Collected data entries
::::

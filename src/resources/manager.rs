//! Named, shared resource storage

use crate::audio::SoundClip;
use crate::gl::GlContext;
use crate::resources::{GpuResource, Mesh, ShaderProgram, Texture};
use parking_lot::Mutex;
use std::collections::HashMap;
use std::sync::Arc;
use thiserror::Error;

#[derive(Error, Debug, Clone, PartialEq)]
pub enum ResourceError {
    #[error("{kind} '{name}' already exists")]
    Duplicate { kind: &'static str, name: String },
    #[error("{kind} '{name}' not found")]
    NotFound { kind: &'static str, name: String },
}

/// Lock-guarded map of named resources handed out as `Arc`s.
///
/// The manager is the owner responsible for releasing what it holds; the
/// `Arc`s given to components are references, not ownership.
#[derive(Debug)]
pub struct ResourceManager<T> {
    kind: &'static str,
    entries: Mutex<HashMap<String, Arc<T>>>,
}

impl<T> ResourceManager<T> {
    pub fn new(kind: &'static str) -> Self {
        Self {
            kind,
            entries: Mutex::new(HashMap::new()),
        }
    }

    /// Add a new resource. Fails if the name is taken.
    pub fn add(&self, name: &str, resource: T) -> Result<Arc<T>, ResourceError> {
        let mut entries = self.entries.lock();
        if entries.contains_key(name) {
            return Err(ResourceError::Duplicate {
                kind: self.kind,
                name: name.to_string(),
            });
        }
        let resource = Arc::new(resource);
        entries.insert(name.to_string(), Arc::clone(&resource));
        log::debug!("Added {} '{}'", self.kind, name);
        Ok(resource)
    }

    /// Add or replace, returning the previous resource for the caller to release
    pub fn set(&self, name: &str, resource: T) -> Option<Arc<T>> {
        self.entries
            .lock()
            .insert(name.to_string(), Arc::new(resource))
    }

    pub fn get(&self, name: &str) -> Option<Arc<T>> {
        self.entries.lock().get(name).cloned()
    }

    /// Like `get`, for callers that cannot continue without the resource
    pub fn require(&self, name: &str) -> Result<Arc<T>, ResourceError> {
        self.get(name).ok_or_else(|| ResourceError::NotFound {
            kind: self.kind,
            name: name.to_string(),
        })
    }

    /// Return the named resource, creating it under the lock if missing.
    ///
    /// `create` must not call back into this manager.
    pub fn get_or_try_insert_with<E>(
        &self,
        name: &str,
        create: impl FnOnce() -> Result<T, E>,
    ) -> Result<Arc<T>, E> {
        let mut entries = self.entries.lock();
        if let Some(existing) = entries.get(name) {
            return Ok(Arc::clone(existing));
        }
        let resource = Arc::new(create()?);
        entries.insert(name.to_string(), Arc::clone(&resource));
        log::debug!("Created {} '{}'", self.kind, name);
        Ok(resource)
    }

    pub fn contains(&self, name: &str) -> bool {
        self.entries.lock().contains_key(name)
    }

    pub fn remove(&self, name: &str) -> Option<Arc<T>> {
        self.entries.lock().remove(name)
    }

    /// Sorted resource names
    pub fn names(&self) -> Vec<String> {
        let mut names: Vec<String> = self.entries.lock().keys().cloned().collect();
        names.sort();
        names
    }

    pub fn len(&self) -> usize {
        self.entries.lock().len()
    }

    pub fn is_empty(&self) -> bool {
        self.entries.lock().is_empty()
    }

    pub fn kind(&self) -> &'static str {
        self.kind
    }

    /// Remove everything, handing the resources back
    pub fn drain(&self) -> Vec<(String, Arc<T>)> {
        self.entries.lock().drain().collect()
    }
}

impl<T: GpuResource> ResourceManager<T> {
    /// Release the GPU objects of every resource and empty the manager
    pub fn release_all(&self, ctx: &GlContext) {
        let drained = self.drain();
        for (name, resource) in &drained {
            log::trace!("Releasing {} '{}'", self.kind, name);
            resource.release(ctx);
        }
        if !drained.is_empty() {
            log::debug!("Released {} {} resources", drained.len(), self.kind);
        }
    }
}

/// Every resource manager of an engine
#[derive(Debug)]
pub struct Resources {
    pub meshes: ResourceManager<Mesh>,
    pub textures: ResourceManager<Texture>,
    pub shaders: ResourceManager<ShaderProgram>,
    pub sounds: ResourceManager<SoundClip>,
}

impl Default for Resources {
    fn default() -> Self {
        Self::new()
    }
}

impl Resources {
    pub fn new() -> Self {
        Self {
            meshes: ResourceManager::new("mesh"),
            textures: ResourceManager::new("texture"),
            shaders: ResourceManager::new("shader"),
            sounds: ResourceManager::new("sound"),
        }
    }

    /// Release leaf-first: meshes and programs before the textures they sample
    pub fn release_all(&self, ctx: &GlContext) {
        self.meshes.release_all(ctx);
        self.shaders.release_all(ctx);
        self.textures.release_all(ctx);
        self.sounds.drain();
    }
}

::::

Only the lines above from the line with "the resources back" to the line with "for (name, resource)", those two lines included, should be reproduced exactly.

> [Written answer]:
    /// Remove everything, handing the resources back
    pub fn drain(&self) -> Vec<(String, Arc<T>)> {
        self.entries.lock().drain().collect()
    }
}

impl<T: GpuResource> ResourceManager<T> {
    /// Release the GPU objects of every resource and empty the manager
    pub fn release_all(&self, ctx: &GlContext) {
        let drained = self.drain();
        for (name, resource) in &drained {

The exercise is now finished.